**EXTRACTED RECORDS:**
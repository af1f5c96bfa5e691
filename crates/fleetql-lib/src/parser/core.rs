//! Parser state machine and low-level operations.

use rowan::{Checkpoint, GreenNode, GreenNodeBuilder, TextRange, TextSize};

use super::ast::Root;
use super::cst::{SyntaxKind, SyntaxNode, TokenSet};
use super::lexer::{Token, token_text};
use super::raw::ComparisonOp;
use crate::diagnostics::{DiagnosticKind, DiagnosticMessage, Diagnostics};

/// What the parser was looking for when it last stopped.
///
/// At end of input this names the kind of token that would continue the
/// filter, which is what the suggestion oracle completes.
#[derive(Debug, Clone, PartialEq, Eq, Default)]
pub enum Expectation {
    #[default]
    Field,
    Operator {
        field: String,
    },
    Value {
        field: String,
        op: Option<ComparisonOp>,
    },
    /// A complete comparison or group: `and`/`or` may follow.
    Connector,
    /// Inside a value list, where only `,` or `)` may follow.
    Nothing,
}

#[derive(Debug)]
pub struct ParseResult {
    pub root: Root,
    pub diagnostics: Diagnostics,
    pub expectation: Expectation,
    /// Limit violation that stopped parsing early.
    pub fatal: Option<DiagnosticMessage>,
    pub exec_fuel_consumed: u32,
}

/// Step, depth and comparison limits. `None` means unlimited.
#[derive(Debug, Default, Clone, Copy)]
struct Fuel {
    steps: Option<u32>,
    steps_left: Option<u32>,
    depth: Option<u32>,
    comparisons_left: Option<u32>,
}

impl Fuel {
    fn consumed(&self) -> u32 {
        match (self.steps, self.steps_left) {
            (Some(total), Some(left)) => total.saturating_sub(left),
            _ => 0,
        }
    }

    /// False once the step budget is spent.
    fn burn(&mut self) -> bool {
        match &mut self.steps_left {
            Some(0) => false,
            Some(left) => {
                *left -= 1;
                true
            }
            None => true,
        }
    }
}

/// Builds the green tree token by token. Whitespace is held back and
/// attached in front of whatever node or token comes next.
pub struct Parser<'src> {
    pub(super) source: &'src str,
    pub(super) tokens: Vec<Token>,
    pub(super) pos: usize,
    pending_ws: Vec<Token>,
    builder: GreenNodeBuilder<'static>,
    diagnostics: Diagnostics,
    pub(super) expectation: Expectation,
    depth: u32,
    fuel: Fuel,
    /// One diagnostic per source offset.
    reported_at: Option<TextSize>,
    fatal: Option<DiagnosticMessage>,
}

impl<'src> Parser<'src> {
    pub fn new(source: &'src str, tokens: Vec<Token>) -> Self {
        Self {
            source,
            tokens,
            pos: 0,
            pending_ws: Vec::new(),
            builder: GreenNodeBuilder::new(),
            diagnostics: Diagnostics::new(),
            expectation: Expectation::Field,
            depth: 0,
            fuel: Fuel::default(),
            reported_at: None,
            fatal: None,
        }
    }

    pub fn with_exec_fuel(mut self, limit: Option<u32>) -> Self {
        self.fuel.steps = limit;
        self.fuel.steps_left = limit;
        self
    }

    pub fn with_recursion_fuel(mut self, limit: Option<u32>) -> Self {
        self.fuel.depth = limit;
        self
    }

    pub fn with_comparison_fuel(mut self, limit: Option<u32>) -> Self {
        self.fuel.comparisons_left = limit;
        self
    }

    /// Always produces a tree. Limit violations are reported through `fatal`.
    pub fn parse(mut self) -> ParseResult {
        self.parse_root();
        let green: GreenNode = self.builder.finish();
        let root = Root::cast(SyntaxNode::new_root(green)).expect("parser always produces Root");
        ParseResult {
            root,
            diagnostics: self.diagnostics,
            expectation: self.expectation,
            fatal: self.fatal,
            exec_fuel_consumed: self.fuel.consumed(),
        }
    }

    pub(super) fn has_fatal_error(&self) -> bool {
        self.fatal.is_some()
    }

    /// Records the first limit violation. It covers everything from `at` to
    /// the end of input.
    fn set_fatal(&mut self, kind: DiagnosticKind, at: TextRange) {
        if self.fatal.is_none() {
            let range = TextRange::new(at.start(), self.eof_offset());
            self.fatal = Some(DiagnosticMessage::with_default_message(kind, range));
        }
    }

    fn skip_ws(&mut self) {
        while let Some(&token) = self.tokens.get(self.pos) {
            if !token.kind.is_trivia() {
                break;
            }
            self.pending_ws.push(token);
            self.pos += 1;
        }
    }

    fn flush_ws(&mut self) {
        for token in std::mem::take(&mut self.pending_ws) {
            self.builder.token(token.kind.into(), token_text(self.source, &token));
        }
    }

    pub(super) fn current(&mut self) -> SyntaxKind {
        self.skip_ws();
        self.tokens.get(self.pos).map_or(SyntaxKind::Error, |t| t.kind)
    }

    pub(super) fn current_text(&mut self) -> &'src str {
        self.skip_ws();
        let source = self.source;
        self.tokens
            .get(self.pos)
            .map_or("", |token| token_text(source, token))
    }

    pub(super) fn current_span(&mut self) -> TextRange {
        self.skip_ws();
        match self.tokens.get(self.pos) {
            Some(token) => token.span,
            None => TextRange::empty(self.eof_offset()),
        }
    }

    pub(super) fn eof_offset(&self) -> TextSize {
        TextSize::from(self.source.len() as u32)
    }

    pub(super) fn eof(&self) -> bool {
        self.pos >= self.tokens.len()
    }

    pub(super) fn should_stop(&mut self) -> bool {
        self.skip_ws();
        self.eof() || self.has_fatal_error()
    }

    pub(super) fn currently_is(&mut self, kind: SyntaxKind) -> bool {
        self.current() == kind
    }

    pub(super) fn currently_is_one_of(&mut self, set: TokenSet) -> bool {
        set.contains(self.current())
    }

    /// Attach pending whitespace to the node that is currently open.
    pub(super) fn eat_trivia(&mut self) {
        self.skip_ws();
        self.flush_ws();
    }

    pub(super) fn start_node(&mut self, kind: SyntaxKind) {
        self.flush_ws();
        self.builder.start_node(kind.into());
    }

    pub(super) fn start_node_at(&mut self, checkpoint: Checkpoint, kind: SyntaxKind) {
        self.builder.start_node_at(checkpoint, kind.into());
    }

    pub(super) fn finish_node(&mut self) {
        self.builder.finish_node();
    }

    pub(super) fn checkpoint(&mut self) -> Checkpoint {
        self.eat_trivia();
        self.builder.checkpoint()
    }

    pub(super) fn bump(&mut self) {
        assert!(!self.eof(), "bump called at EOF");
        if !self.fuel.burn() {
            let span = self.tokens[self.pos].span;
            self.set_fatal(DiagnosticKind::FilterTooLarge, span);
        }
        self.flush_ws();
        let token = self.tokens[self.pos];
        self.builder
            .token(token.kind.into(), token_text(self.source, &token));
        self.pos += 1;
    }

    pub(super) fn eat_token(&mut self, kind: SyntaxKind) -> bool {
        let matched = self.currently_is(kind);
        if matched {
            self.bump();
        }
        matched
    }

    pub(super) fn bump_as_error(&mut self) {
        if self.eof() {
            return;
        }
        self.start_node(SyntaxKind::Error);
        self.bump();
        self.finish_node();
    }

    /// Single entry point for parser diagnostics. A second report at the
    /// same offset is dropped, since it is almost always a follow-on error.
    fn report(&mut self, kind: DiagnosticKind, range: TextRange, message: Option<String>) {
        if self.reported_at == Some(range.start()) {
            return;
        }
        self.reported_at = Some(range.start());
        let report = self.diagnostics.report(kind, range);
        match message {
            Some(message) => report.message(message).emit(),
            None => report.emit(),
        }
    }

    pub(super) fn error(&mut self, kind: DiagnosticKind) {
        let range = self.current_span();
        self.report(kind, range, None);
    }

    pub(super) fn error_span(&mut self, kind: DiagnosticKind, range: TextRange) {
        self.report(kind, range, None);
    }

    pub(super) fn error_msg(&mut self, kind: DiagnosticKind, message: impl Into<String>) {
        let range = self.current_span();
        self.report(kind, range, Some(message.into()));
    }

    pub(super) fn error_at(
        &mut self,
        kind: DiagnosticKind,
        range: TextRange,
        message: impl Into<String>,
    ) {
        self.report(kind, range, Some(message.into()));
    }

    pub(super) fn error_and_bump(&mut self, kind: DiagnosticKind) {
        self.error(kind);
        self.bump_as_error();
    }

    /// Unknown comparator. Common misspellings get a replacement.
    pub(super) fn unknown_operator(&mut self, range: TextRange, text: &str) {
        let Some(op) = operator_fix(text) else {
            self.report(DiagnosticKind::UnknownOperator, range, Some(text.to_owned()));
            return;
        };
        if self.reported_at == Some(range.start()) {
            return;
        }
        self.reported_at = Some(range.start());
        self.diagnostics
            .report(DiagnosticKind::UnknownOperator, range)
            .message(text)
            .fix(format!("use `{op}`"), op)
            .emit();
    }

    /// Report at the current token, then skip up to the next token in
    /// `recovery`. Skipped tokens end up inside one `Error` node.
    pub(super) fn error_recover(&mut self, kind: DiagnosticKind, message: &str, recovery: TokenSet) {
        let skip = !self.currently_is_one_of(recovery) && !self.should_stop();
        if skip {
            self.start_node(SyntaxKind::Error);
        }
        self.error_msg(kind, message);
        if skip {
            while !self.currently_is_one_of(recovery) && !self.should_stop() {
                self.bump();
            }
            self.finish_node();
        }
    }

    pub(super) fn enter_recursion(&mut self) -> bool {
        if self.fuel.depth.is_some_and(|limit| self.depth >= limit) {
            let span = self.current_span();
            self.set_fatal(DiagnosticKind::NestingTooDeep, span);
            return false;
        }
        self.depth += 1;
        true
    }

    /// Counts one comparison. Connector chains nest one tree level per
    /// comparison, so this budget bounds the depth of the lowered tree.
    pub(super) fn enter_comparison(&mut self) -> bool {
        let Some(left) = self.fuel.comparisons_left else {
            return true;
        };
        if left == 0 {
            let span = self.current_span();
            self.set_fatal(DiagnosticKind::FilterTooLarge, span);
            return false;
        }
        self.fuel.comparisons_left = Some(left - 1);
        true
    }

    pub(super) fn exit_recursion(&mut self) {
        self.depth = self.depth.saturating_sub(1);
    }

    /// Missing `)` or closing quote. The diagnostic spans from the opening
    /// delimiter to the current token, with the opener as related location.
    pub(super) fn error_unclosed_delimiter(
        &mut self,
        kind: DiagnosticKind,
        message: impl Into<String>,
        related_msg: impl Into<String>,
        open_range: TextRange,
    ) {
        let current = self.current_span();
        if self.reported_at == Some(current.start()) {
            return;
        }
        self.reported_at = Some(current.start());
        self.diagnostics
            .report(kind, TextRange::new(open_range.start(), current.end()))
            .message(message)
            .related_to(related_msg, open_range)
            .emit();
    }
}

fn operator_fix(text: &str) -> Option<&'static str> {
    match text.to_ascii_lowercase().as_str() {
        "=" => Some("=="),
        "=lte=" => Some("=le="),
        "=gte=" => Some("=ge="),
        "=neq=" => Some("!="),
        "=nin=" => Some("=out="),
        _ => None,
    }
}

**TASK PROMPT:**
Considering only the material above, set down every line from the one with "pub(super) fn start_node_at(&mut" to the one with "let span = self.tokens[self.pos].span;", inclusive, exactly as written.

**ANSWER SPACE:**
    pub(super) fn start_node_at(&mut self, checkpoint: Checkpoint, kind: SyntaxKind) {
        self.builder.start_node_at(checkpoint, kind.into());
    }

    pub(super) fn finish_node(&mut self) {
        self.builder.finish_node();
    }

    pub(super) fn checkpoint(&mut self) -> Checkpoint {
        self.eat_trivia();
        self.builder.checkpoint()
    }

    pub(super) fn bump(&mut self) {
        assert!(!self.eof(), "bump called at EOF");
        if !self.fuel.burn() {
            let span = self.tokens[self.pos].span;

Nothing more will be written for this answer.